Política | 14-06-2026 21:00

PCP quer explicações sobre fecho de serviço da Segurança Social em Samora Correia

reuniao governo conferencia
foto ilustrativa

Comunistas de Benavente consideram que a decisão de encerrar o Serviço de Verificação de Incapacidades da Segurança Social, em Samora Correia, representa mais um recuo nos serviços públicos disponíveis no concelho e promete levar o caso à Assembleia da República.
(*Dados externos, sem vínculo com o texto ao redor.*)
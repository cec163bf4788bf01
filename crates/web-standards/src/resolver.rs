/// Maps a free-form identifier to a single specification.
///
/// Resolution order, first hit wins:
/// 1. exact shortname
/// 2. exact series alias
/// 3. substring containment in either direction, scanning in listing order
///
/// Step 3 returns the first structural match, not the most relevant one: "css" resolves to
/// whichever CSS spec appears first in the listing.
use crate::cache::SpecIndex;
use crate::error::AppError;
use crate::model::SpecRecord;

pub const MAX_SUGGESTIONS: usize = 5;

pub fn resolve<'a>(index: &'a SpecIndex, identifier: &str) -> Option<&'a SpecRecord> {
    let key = normalize(identifier);
    if key.is_empty() {
        return None;
    }

    resolve_exact(index, &key).or_else(|| {
        index
            .entries()
            .find(|(_, keys)| key.contains(&keys.shortname) || keys.shortname.contains(&key))
            .map(|(spec, _)| spec)
    })
}

/// Index-only lookup (steps 1 and 2).
pub fn resolve_exact<'a>(index: &'a SpecIndex, identifier: &str) -> Option<&'a SpecRecord> {
    lookup_exact(index, &normalize(identifier))
}

/// Like `resolve`, but a miss becomes a `NotFound` error with suggestions.
pub fn resolve_or_suggest<'a>(
    index: &'a SpecIndex,
    identifier: &str,
) -> Result<&'a SpecRecord, AppError> {
    resolve(index, identifier).ok_or_else(|| {
        AppError::not_found(
            "specification",
            identifier.trim(),
            suggest(index, identifier, MAX_SUGGESTIONS),
        )
    })
}

/// Shortnames whose shortname or title contains the identifier, in listing order.
pub fn suggest(index: &SpecIndex, identifier: &str, limit: usize) -> Vec<String> {
    let key = normalize(identifier);
    if key.is_empty() {
        return Vec::new();
    }
    index
        .entries()
        .filter(|(_, keys)| keys.shortname.contains(&key) || keys.title.contains(&key))
        .map(|(spec, _)| spec.shortname.clone())
        .take(limit)
        .collect()
}

fn lookup_exact<'a>(index: &'a SpecIndex, key: &str) -> Option<&'a SpecRecord> {
    index.by_shortname(key).or_else(|| index.by_series(key))
}

fn normalize(identifier: &str) -> String {
    identifier.trim().to_lowercase()
}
A Comissão Concelhia de Benavente do PCP criticou o encerramento do Serviço de Verificação de Incapacidades da Segurança Social em Samora Correia, vulgarmente conhecido como juntas médicas, e a sua transferência para Santarém, considerando tratar-se de “mais um serviço retirado às populações”. E garante que o partido irá exigir explicações ao Governo na Assembleia da República, com o objectivo de apurar responsabilidades e pressionar pela reversão da medida.
Os comunistas contestam as justificações apresentadas para o encerramento do serviço e recordam que a explicação avançada inicialmente pela presidente da Câmara de Benavente foi posteriormente desmentida pela própria Segurança Social, situação que, para a estrutura concelhia, revela que o executivo camarário “não domina os factos” ou procura esconder “as verdadeiras razões” da medida.
Recorde-se que O MIRANTE questionou a Segurança Social sobre os motivos da decisão e sobre uma eventual relação com a investigação que envolve a médica Emuna Mia - suspeita de um alegado esquema de reformas por invalidez fraudulentas que tinha por base o seu consultório em Santo Estêvão -, tendo essa entidade rejeitado qualquer ligação entre os dois assuntos. “A decisão de transferir este serviço para a sede do distrito não está, de forma alguma, relacionada com qualquer investigação que tenha sido noticiada, nomeadamente aquela que envolve a médica referida”, esclareceu a Segurança Social, em resposta a O MIRANTE, conforme noticiámos em anterior edição. A Segurança Social adiantou ainda que a medida insere-se “num processo mais amplo de reestruturação e optimização de espaços”, actualmente em curso, tendo como objectivo uma gestão mais eficaz dos recursos, a racionalização dos espaços e a melhoria das condições para utentes e profissionais.
O PCP critica a justificação do Instituto da Segurança Social, entendendo que traduz uma visão “economicista e neoliberal” da organização do Estado e que reflecte opções políticas do Governo que, segundo os comunistas, estão em confronto com os trabalhadores. A concelhia comunista sublinha que o Serviço de Verificação de Incapacidades destina-se, pela sua natureza, a pessoas em situação fragilizada, nomeadamente trabalhadores com problemas de saúde ou em situação de incapacidade temporária. Para o PCP, obrigar essas pessoas a deslocarem-se a Santarém, “a dezenas de quilómetros”, representa um encargo desproporcionado para quem tem menos condições de o suportar, agravado pela falta de transportes públicos com regularidade e horários adequados.